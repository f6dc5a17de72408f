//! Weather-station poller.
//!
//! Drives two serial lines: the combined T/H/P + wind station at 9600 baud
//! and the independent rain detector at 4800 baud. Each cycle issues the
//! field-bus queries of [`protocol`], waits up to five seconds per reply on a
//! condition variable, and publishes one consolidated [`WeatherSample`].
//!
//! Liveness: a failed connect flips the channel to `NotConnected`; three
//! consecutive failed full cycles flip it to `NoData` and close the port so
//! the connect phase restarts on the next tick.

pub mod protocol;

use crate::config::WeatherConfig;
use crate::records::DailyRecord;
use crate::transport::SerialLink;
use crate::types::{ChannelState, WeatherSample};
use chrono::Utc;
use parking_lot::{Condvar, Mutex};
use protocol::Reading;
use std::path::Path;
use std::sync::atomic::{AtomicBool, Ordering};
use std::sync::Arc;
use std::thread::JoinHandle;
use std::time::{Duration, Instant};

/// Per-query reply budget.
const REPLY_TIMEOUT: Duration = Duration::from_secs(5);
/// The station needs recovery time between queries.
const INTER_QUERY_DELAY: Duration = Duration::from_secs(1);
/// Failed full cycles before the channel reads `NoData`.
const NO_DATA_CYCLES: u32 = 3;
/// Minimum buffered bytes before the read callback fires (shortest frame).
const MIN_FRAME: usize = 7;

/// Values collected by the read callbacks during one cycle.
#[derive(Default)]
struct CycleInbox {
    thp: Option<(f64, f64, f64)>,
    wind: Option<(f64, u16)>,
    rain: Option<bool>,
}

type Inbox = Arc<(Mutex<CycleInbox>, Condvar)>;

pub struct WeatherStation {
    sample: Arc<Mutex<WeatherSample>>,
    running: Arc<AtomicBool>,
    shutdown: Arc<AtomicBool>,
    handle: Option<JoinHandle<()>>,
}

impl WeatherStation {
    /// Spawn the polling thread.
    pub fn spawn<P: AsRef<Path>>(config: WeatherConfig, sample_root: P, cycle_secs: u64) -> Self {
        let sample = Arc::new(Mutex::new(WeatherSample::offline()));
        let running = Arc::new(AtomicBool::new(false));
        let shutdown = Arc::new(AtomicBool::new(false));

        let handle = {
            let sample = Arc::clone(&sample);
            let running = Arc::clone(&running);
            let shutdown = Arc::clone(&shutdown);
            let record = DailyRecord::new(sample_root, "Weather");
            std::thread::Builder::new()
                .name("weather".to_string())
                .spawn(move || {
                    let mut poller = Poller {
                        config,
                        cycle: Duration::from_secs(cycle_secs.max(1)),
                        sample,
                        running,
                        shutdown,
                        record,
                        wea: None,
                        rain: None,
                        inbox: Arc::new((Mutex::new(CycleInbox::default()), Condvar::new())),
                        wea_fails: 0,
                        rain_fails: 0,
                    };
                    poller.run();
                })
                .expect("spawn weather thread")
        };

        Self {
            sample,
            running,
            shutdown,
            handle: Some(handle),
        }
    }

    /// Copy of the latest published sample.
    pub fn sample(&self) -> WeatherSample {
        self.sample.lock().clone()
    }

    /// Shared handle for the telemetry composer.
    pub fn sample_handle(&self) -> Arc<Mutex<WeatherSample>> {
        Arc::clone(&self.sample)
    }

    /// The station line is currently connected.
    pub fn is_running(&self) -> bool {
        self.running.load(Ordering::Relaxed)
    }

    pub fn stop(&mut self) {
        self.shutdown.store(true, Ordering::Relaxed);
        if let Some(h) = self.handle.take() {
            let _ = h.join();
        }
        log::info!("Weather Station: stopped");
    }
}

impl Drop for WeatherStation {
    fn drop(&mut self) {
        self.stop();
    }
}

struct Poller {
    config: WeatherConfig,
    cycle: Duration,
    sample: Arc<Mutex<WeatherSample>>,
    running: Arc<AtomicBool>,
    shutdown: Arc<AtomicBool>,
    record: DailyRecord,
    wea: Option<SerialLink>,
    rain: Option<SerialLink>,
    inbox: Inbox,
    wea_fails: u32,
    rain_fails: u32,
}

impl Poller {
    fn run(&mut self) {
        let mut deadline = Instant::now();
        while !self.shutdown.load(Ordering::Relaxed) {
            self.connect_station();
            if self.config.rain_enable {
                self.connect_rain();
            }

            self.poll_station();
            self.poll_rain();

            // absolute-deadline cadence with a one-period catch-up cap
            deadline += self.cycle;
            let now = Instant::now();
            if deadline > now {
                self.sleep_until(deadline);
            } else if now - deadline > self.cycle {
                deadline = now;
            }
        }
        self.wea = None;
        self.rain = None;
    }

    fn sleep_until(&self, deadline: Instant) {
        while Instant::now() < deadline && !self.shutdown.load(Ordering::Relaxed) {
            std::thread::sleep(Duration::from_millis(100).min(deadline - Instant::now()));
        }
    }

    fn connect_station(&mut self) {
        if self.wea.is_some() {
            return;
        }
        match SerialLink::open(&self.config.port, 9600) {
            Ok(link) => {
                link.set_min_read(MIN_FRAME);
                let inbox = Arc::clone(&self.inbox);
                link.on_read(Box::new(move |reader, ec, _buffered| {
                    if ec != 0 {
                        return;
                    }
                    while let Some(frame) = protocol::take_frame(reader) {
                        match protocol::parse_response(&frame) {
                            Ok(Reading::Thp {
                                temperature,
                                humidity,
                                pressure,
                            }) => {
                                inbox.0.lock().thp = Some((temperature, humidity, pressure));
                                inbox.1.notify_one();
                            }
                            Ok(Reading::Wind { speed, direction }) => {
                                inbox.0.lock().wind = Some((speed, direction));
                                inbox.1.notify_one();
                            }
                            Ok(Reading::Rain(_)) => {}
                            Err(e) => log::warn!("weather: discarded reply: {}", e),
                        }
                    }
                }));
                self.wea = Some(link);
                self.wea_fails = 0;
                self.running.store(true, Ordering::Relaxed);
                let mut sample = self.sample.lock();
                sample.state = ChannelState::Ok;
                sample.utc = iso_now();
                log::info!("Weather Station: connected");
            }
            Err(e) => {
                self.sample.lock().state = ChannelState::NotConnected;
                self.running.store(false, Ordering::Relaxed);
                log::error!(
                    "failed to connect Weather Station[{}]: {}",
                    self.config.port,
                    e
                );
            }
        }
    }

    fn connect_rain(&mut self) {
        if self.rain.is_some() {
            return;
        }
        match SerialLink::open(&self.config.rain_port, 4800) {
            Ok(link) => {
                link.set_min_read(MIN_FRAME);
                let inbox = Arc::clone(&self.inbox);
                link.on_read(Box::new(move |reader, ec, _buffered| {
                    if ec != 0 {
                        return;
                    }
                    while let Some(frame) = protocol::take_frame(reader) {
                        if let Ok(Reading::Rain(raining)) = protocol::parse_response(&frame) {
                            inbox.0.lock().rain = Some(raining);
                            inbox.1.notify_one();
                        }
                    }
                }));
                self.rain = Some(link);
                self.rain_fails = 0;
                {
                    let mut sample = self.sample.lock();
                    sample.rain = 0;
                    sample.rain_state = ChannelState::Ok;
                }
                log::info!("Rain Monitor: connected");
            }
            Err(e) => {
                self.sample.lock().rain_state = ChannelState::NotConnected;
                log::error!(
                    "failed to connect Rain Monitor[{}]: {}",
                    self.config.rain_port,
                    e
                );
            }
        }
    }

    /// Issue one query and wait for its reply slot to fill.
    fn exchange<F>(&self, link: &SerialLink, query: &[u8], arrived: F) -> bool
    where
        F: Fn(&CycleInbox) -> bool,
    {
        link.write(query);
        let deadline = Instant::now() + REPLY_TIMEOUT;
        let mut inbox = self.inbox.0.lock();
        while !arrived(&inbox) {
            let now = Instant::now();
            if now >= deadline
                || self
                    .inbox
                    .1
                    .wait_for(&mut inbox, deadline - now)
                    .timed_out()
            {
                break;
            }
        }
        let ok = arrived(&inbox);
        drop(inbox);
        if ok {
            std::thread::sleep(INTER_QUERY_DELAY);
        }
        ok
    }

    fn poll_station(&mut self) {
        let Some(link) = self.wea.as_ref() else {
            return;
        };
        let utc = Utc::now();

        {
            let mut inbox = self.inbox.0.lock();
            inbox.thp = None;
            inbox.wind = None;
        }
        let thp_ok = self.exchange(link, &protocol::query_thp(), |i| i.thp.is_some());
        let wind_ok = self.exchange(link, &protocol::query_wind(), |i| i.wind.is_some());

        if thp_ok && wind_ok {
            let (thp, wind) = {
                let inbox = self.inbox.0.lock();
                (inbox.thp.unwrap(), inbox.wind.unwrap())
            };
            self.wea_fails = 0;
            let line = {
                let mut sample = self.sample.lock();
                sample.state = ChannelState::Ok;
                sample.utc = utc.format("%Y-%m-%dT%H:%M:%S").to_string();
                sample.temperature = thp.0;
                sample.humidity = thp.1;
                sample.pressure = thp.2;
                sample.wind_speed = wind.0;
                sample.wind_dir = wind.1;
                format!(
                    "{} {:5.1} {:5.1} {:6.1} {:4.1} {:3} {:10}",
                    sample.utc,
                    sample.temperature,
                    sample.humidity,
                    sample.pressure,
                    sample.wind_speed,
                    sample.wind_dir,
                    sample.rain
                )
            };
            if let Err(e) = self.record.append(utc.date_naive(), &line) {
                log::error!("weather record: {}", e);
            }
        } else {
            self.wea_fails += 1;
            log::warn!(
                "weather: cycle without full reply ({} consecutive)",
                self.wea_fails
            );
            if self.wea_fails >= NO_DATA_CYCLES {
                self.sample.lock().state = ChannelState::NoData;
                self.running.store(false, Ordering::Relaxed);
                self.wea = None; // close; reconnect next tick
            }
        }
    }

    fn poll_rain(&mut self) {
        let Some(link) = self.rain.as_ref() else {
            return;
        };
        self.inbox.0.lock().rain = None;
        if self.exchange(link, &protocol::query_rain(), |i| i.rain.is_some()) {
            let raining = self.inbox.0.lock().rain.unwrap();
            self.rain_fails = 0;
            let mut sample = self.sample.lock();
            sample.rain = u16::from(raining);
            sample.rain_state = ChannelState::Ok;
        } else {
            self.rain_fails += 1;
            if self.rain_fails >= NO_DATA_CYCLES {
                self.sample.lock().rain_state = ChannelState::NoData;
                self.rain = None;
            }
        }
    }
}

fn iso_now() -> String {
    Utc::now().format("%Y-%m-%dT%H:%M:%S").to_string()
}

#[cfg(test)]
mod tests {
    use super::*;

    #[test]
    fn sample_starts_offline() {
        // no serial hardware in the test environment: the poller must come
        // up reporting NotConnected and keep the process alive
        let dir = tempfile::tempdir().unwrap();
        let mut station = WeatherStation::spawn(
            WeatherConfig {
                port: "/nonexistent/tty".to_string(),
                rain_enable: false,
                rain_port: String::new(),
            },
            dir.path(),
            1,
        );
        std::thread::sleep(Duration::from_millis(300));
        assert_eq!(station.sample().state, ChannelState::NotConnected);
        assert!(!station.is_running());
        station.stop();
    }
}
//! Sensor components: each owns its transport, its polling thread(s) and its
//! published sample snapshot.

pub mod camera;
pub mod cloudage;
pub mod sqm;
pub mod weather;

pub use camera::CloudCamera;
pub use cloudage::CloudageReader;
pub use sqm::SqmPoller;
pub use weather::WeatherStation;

######

■ ACTIVITY
This task needs one value: the number of lines in the material above that contain the word "close".

■ ANSWER TO THIS EXERCISE
2